__Assignment__
Will you quote all of the entries, word for word?

__Stored items from a collection__
• • • • • • •

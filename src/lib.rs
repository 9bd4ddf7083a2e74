//! isbn-prices - Enrich a CSV of books with prices scraped per ISBN
//!
//! Reads book rows, fetches the isbn.nu page for each ISBN one at a time,
//! and appends min/average/max marketplace prices and the list price.

pub mod commands;
pub mod config;
pub mod format;
pub mod isbn;

pub use config::Config;
pub use isbn::models::{PriceLookup, PriceSummary};
pub use isbn::parser::{ListPriceExtractor, Parser, PriceExtractor};
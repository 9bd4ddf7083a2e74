//! isbn-prices - Enrich a CSV of books with prices scraped per ISBN
//!
//! Reads CSV on stdin and writes it to stdout with five extra columns:
//! price_url, min_price, average_price, max_price and list_price.

use anyhow::Result;
use clap::{ArgAction, Parser};
use isbn_prices::commands::EnrichCommand;
use isbn_prices::config::{parse_duration, Config};
use std::num::NonZeroUsize;
use std::path::PathBuf;
use std::time::Duration;
use tracing::Level;
use tracing_subscriber::EnvFilter;

#[derive(Parser)]
#[command(
    name = "isbn-prices",
    version,
    about = "Enrich a CSV of books with prices scraped per ISBN",
    long_about = "Reads CSV from stdin, looks up every ISBN on isbn.nu one request at a time, \
                  and writes the rows to stdout with min, average, max and list prices appended."
)]
struct Cli {
    /// Column containing the ISBN used to look up prices (first column is 1)
    #[arg(long, alias = "isbnColumn", value_name = "N")]
    isbn_column: Option<NonZeroUsize>,

    /// Read a header row from the input and extend it in the output [default: true]
    #[arg(
        long,
        alias = "withHeaderRow",
        value_name = "BOOL",
        action = ArgAction::Set,
        num_args = 0..=1,
        default_missing_value = "true"
    )]
    with_header_row: Option<bool>,

    /// Sleep time between calls to the price site, e.g. 15s, 500ms, 1m30s [default: 15s]
    #[arg(short, long, alias = "throttleTime", value_name = "DURATION", value_parser = parse_duration)]
    throttle_time: Option<Duration>,

    /// Site serving the price pages
    #[arg(long, value_name = "URL")]
    base_url: Option<String>,

    /// Proxy URL (e.g., socks5://host:port)
    #[arg(long, env = "ISBN_PRICES_PROXY")]
    proxy: Option<String>,

    /// Path to config file
    #[arg(short, long)]
    config: Option<PathBuf>,

    /// Enable verbose logging
    #[arg(short, long)]
    verbose: bool,
}

/// Applies CLI flags on top of the file and environment layers.
fn apply_overrides(cli: Cli, mut config: Config) -> Config {
    if let Some(column) = cli.isbn_column {
        config.isbn_column = Some(column);
    }
    if let Some(with_header_row) = cli.with_header_row {
        config.with_header_row = with_header_row;
    }
    if let Some(throttle) = cli.throttle_time {
        config.throttle_ms = throttle.as_millis() as u64;
    }
    if let Some(base_url) = cli.base_url {
        config.base_url = base_url;
    }
    if let Some(proxy) = cli.proxy {
        config.proxy = Some(proxy);
    }

    config
}

#[tokio::main]
async fn main() -> Result<()> {
    let cli = Cli::parse();

    // Logs go to stderr; stdout carries the CSV
    let filter = if cli.verbose {
        EnvFilter::new(Level::DEBUG.to_string())
    } else {
        EnvFilter::from_default_env().add_directive(Level::WARN.into())
    };

    tracing_subscriber::fmt()
        .with_env_filter(filter)
        .with_target(false)
        .with_writer(std::io::stderr)
        .init();

    // Load config with layered overrides
    let config_path = cli.config.clone();
    let config = apply_overrides(cli, Config::load(config_path.as_deref())?.with_env());

    let cmd = EnrichCommand::new(config)?;
    cmd.execute(std::io::stdin().lock(), std::io::stdout().lock()).await?;

    Ok(())
}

• • • • • • •

__Answer box__
filename src/lib.rs
repository 9bd4ddf7083a2e74
//! isbn-prices - Enrich a CSV of books with prices scraped per ISBN
//!
//! Reads book rows, fetches the isbn.nu page for each ISBN one at a time,
//! and appends min/average/max marketplace prices and the list price.

pub mod commands;
pub mod config;
pub mod format;
pub mod isbn;

pub use config::Config;
pub use isbn::models::{PriceLookup, PriceSummary};
pub use isbn::parser::{ListPriceExtractor, Parser, PriceExtractor};
repository 9bd4ddf7083a2e74
//! isbn-prices - Enrich a CSV of books with prices scraped per ISBN
//!
//! Reads CSV on stdin and writes it to stdout with five extra columns:
//! price_url, min_price, average_price, max_price and list_price.

use anyhow::Result;
use clap::{ArgAction, Parser};
use isbn_prices::commands::EnrichCommand;
use isbn_prices::config::{parse_duration, Config};
use std::num::NonZeroUsize;
use std::path::PathBuf;
use std::time::Duration;
use tracing::Level;
use tracing_subscriber::EnvFilter;

#[derive(Parser)]
#[command(
    name = "isbn-prices",
    version,
    about = "Enrich a CSV of books with prices scraped per ISBN",
    long_about = "Reads CSV from stdin, looks up every ISBN on isbn.nu one request at a time, \
                  and writes the rows to stdout with min, average, max and list prices appended."
)]
struct Cli {
    /// Column containing the ISBN used to look up prices (first column is 1)
    #[arg(long, alias = "isbnColumn", value_name = "N")]
    isbn_column: Option<NonZeroUsize>,

    /// Read a header row from the input and extend it in the output [default: true]
    #[arg(
        long,
        alias = "withHeaderRow",
        value_name = "BOOL",
        action = ArgAction::Set,
        num_args = 0..=1,
        default_missing_value = "true"
    )]
    with_header_row: Option<bool>,

    /// Sleep time between calls to the price site, e.g. 15s, 500ms, 1m30s [default: 15s]
    #[arg(short, long, alias = "throttleTime", value_name = "DURATION", value_parser = parse_duration)]
    throttle_time: Option<Duration>,

    /// Site serving the price pages
    #[arg(long, value_name = "URL")]
    base_url: Option<String>,

    /// Proxy URL (e.g., socks5://host:port)
    #[arg(long, env = "ISBN_PRICES_PROXY")]
    proxy: Option<String>,

    /// Path to config file
    #[arg(short, long)]
    config: Option<PathBuf>,

    /// Enable verbose logging
    #[arg(short, long)]
    verbose: bool,
}

/// Applies CLI flags on top of the file and environment layers.
fn apply_overrides(cli: Cli, mut config: Config) -> Config {
    if let Some(column) = cli.isbn_column {
        config.isbn_column = Some(column);
    }
    if let Some(with_header_row) = cli.with_header_row {
        config.with_header_row = with_header_row;
    }
    if let Some(throttle) = cli.throttle_time {
        config.throttle_ms = throttle.as_millis() as u64;
    }
    if let Some(base_url) = cli.base_url {
        config.base_url = base_url;
    }
    if let Some(proxy) = cli.proxy {
        config.proxy = Some(proxy);
    }

    config
}

#[tokio::main]
async fn main() -> Result<()> {
    let cli = Cli::parse();

    // Logs go to stderr; stdout carries the CSV
    let filter = if cli.verbose {
        EnvFilter::new(Level::DEBUG.to_string())
    } else {
        EnvFilter::from_default_env().add_directive(Level::WARN.into())
    };

    tracing_subscriber::fmt()
        .with_env_filter(filter)
        .with_target(false)
        .with_writer(std::io::stderr)
        .init();

    // Load config with layered overrides
    let config_path = cli.config.clone();
    let config = apply_overrides(cli, Config::load(config_path.as_deref())?.with_env());

    let cmd = EnrichCommand::new(config)?;
    cmd.execute(std::io::stdin().lock(), std::io::stdout().lock()).await?;

    Ok(())
}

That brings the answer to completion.